The experience has not been as bad as I thought it would be. Of course, when I talk about not as bad I’m actually refering to the process of checking the HTML is valid, rewriting HTML, or sometimes Markdown. During this time I have had to read some nonsensical blog posts that probably made sense to my 15-year- old myself, but that totally doesn’t make any sense today. Painful.

However, going back to the import process. There are migration tools for Jekyll. They are here. A shame I discovered them later, specially after moving the Blogger posts, because those were the blog posts that were hardest to bring back. I have two complains about Blogger.

The HTML editor for Blogger is so quirky and horrible. It doesn’t produce valid HTML. Instead, it expects the Blogspot engine to fix over all the mistakes that it makes. For instance, the default behaviour is to not produce <p>paragraphs</p>. Instead, it converts every line break into a <br> tag. That’s not how you are supposed to write HTML. Plus, it often adds hidden HTML code such as classes, or styles or things like that.
Google storage for Blogspot images is a total nightmare. They changed the URLs so many times and they moved so bad their backends from Picasa to Google+ to Google Photos that many URLs used in older posts are gone and those images are lost. Which is a shame.

A web browser pointing to an URL hosted in Google servers that should contain a picture, but instead it shows a warning icon. — Oh, god, no

The blog posts coming from WordPress were much better. Although, they were a lot and the WordPress editor also likes (or used to like, since the HTML code for some blog posts was not written in this decade) to insert hidden HTML code, that was awful to remove. That has taken me a lot of time because of all the effort required to go through all those blog posts, rewriting things, adding the YAML front matter, and that.

For the record; yes, this time I used the Jekyll Importer. I would have gone nuts if I had to do this totally by hand. The process is nice, I can pull the XML export files that you get from WordPress, and even some RSS feed snapshots (XML files too) and it can extract most of the content.
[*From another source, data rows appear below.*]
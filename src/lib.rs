//! Workload Token Agent Library
//!
//! Refreshes Kubernetes-held credentials with Entra ID tokens obtained through
//! AKS Workload Identity federation.

pub mod agents;

pub use agents::token_refresh::{RefreshConfig, TokenRefresher};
I recovered up to 150 blog posts. I don’t expect to have recovered all of them. I’d probably have deleted a lot of them without having them in my local backups. The Wayback Machine from the Internet Archive has helped me a lot, containing some snapshots of my old blogs, yet not all pages were archived, so some of the content is totally lost. Not a big deal, though.

Not all the content has been made available. I have just cherry picked things that I considered relevant enough to put back online. Most of the content were outdated news and dead links, it would be a waste of space.